====== MATERIALS PROVIDED ======

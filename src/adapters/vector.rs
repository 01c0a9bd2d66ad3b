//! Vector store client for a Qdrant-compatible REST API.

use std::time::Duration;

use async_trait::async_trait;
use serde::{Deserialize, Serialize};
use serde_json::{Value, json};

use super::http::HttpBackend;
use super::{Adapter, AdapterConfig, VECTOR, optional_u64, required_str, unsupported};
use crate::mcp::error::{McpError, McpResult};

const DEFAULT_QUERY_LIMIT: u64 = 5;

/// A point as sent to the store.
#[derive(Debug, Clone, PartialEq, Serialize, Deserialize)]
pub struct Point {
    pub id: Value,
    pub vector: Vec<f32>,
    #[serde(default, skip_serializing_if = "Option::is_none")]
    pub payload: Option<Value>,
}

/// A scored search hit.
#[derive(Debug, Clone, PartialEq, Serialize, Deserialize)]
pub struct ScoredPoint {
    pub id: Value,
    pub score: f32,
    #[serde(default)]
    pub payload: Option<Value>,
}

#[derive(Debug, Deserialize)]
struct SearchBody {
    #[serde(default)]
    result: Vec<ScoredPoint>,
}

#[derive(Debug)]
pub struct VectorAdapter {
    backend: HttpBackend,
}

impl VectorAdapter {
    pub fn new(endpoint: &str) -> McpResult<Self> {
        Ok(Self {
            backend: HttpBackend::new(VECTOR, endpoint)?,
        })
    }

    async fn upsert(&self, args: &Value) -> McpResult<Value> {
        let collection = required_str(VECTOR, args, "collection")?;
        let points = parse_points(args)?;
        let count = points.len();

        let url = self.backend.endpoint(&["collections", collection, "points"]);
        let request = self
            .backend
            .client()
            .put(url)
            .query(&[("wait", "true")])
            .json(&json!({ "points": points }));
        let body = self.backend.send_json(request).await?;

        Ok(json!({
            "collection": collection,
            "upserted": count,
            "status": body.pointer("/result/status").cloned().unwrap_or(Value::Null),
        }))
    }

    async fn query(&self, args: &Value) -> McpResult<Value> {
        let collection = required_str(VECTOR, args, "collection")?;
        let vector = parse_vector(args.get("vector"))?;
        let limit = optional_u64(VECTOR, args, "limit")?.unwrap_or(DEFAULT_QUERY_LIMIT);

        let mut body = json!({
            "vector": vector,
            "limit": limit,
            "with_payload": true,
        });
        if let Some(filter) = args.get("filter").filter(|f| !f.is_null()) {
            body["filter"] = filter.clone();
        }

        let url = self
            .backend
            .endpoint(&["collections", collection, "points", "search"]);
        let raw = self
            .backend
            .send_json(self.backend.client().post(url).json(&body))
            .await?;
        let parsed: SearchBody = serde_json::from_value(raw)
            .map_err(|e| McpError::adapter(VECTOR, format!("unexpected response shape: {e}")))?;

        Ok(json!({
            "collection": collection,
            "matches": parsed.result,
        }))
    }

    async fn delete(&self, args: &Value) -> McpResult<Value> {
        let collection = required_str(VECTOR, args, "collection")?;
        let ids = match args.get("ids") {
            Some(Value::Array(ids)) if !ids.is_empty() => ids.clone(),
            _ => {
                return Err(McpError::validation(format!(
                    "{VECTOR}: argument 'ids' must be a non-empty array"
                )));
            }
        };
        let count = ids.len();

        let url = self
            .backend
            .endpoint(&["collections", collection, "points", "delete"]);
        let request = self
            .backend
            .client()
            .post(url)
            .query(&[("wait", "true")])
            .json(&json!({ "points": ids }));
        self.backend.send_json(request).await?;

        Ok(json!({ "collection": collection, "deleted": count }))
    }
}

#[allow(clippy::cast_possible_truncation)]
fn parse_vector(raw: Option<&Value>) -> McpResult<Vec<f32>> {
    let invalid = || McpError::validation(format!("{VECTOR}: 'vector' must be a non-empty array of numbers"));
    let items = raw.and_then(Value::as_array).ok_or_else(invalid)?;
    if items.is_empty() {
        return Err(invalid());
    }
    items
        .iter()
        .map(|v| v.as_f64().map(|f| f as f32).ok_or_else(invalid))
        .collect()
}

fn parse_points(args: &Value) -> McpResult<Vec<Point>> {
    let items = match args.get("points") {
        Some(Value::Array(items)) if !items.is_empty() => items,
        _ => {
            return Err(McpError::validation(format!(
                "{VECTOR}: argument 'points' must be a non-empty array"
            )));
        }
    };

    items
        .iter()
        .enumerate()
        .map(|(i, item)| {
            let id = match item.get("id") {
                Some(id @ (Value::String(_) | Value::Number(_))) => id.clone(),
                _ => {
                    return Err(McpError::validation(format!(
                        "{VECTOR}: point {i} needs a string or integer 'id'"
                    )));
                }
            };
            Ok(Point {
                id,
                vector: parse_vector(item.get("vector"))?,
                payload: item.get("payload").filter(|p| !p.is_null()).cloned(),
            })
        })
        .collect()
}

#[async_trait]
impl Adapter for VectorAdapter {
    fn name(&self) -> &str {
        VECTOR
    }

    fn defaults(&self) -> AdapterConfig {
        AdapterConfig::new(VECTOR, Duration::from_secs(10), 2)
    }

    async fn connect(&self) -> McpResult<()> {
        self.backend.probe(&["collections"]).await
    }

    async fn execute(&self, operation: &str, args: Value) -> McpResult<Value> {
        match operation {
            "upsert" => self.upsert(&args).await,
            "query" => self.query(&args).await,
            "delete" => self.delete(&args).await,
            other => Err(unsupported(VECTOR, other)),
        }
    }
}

======

**WORK INSTRUCTIONS**. Find the word "McpResult" in the entries, then copy out every line that has it.

**EXERCISE OUTPUT**.
use crate::mcp::error::{McpError, McpResult};
    pub fn new(endpoint: &str) -> McpResult<Self> {
    async fn upsert(&self, args: &Value) -> McpResult<Value> {
    async fn query(&self, args: &Value) -> McpResult<Value> {
    async fn delete(&self, args: &Value) -> McpResult<Value> {
fn parse_vector(raw: Option<&Value>) -> McpResult<Vec<f32>> {
fn parse_points(args: &Value) -> McpResult<Vec<Point>> {
    async fn connect(&self) -> McpResult<()> {
    async fn execute(&self, operation: &str, args: Value) -> McpResult<Value> {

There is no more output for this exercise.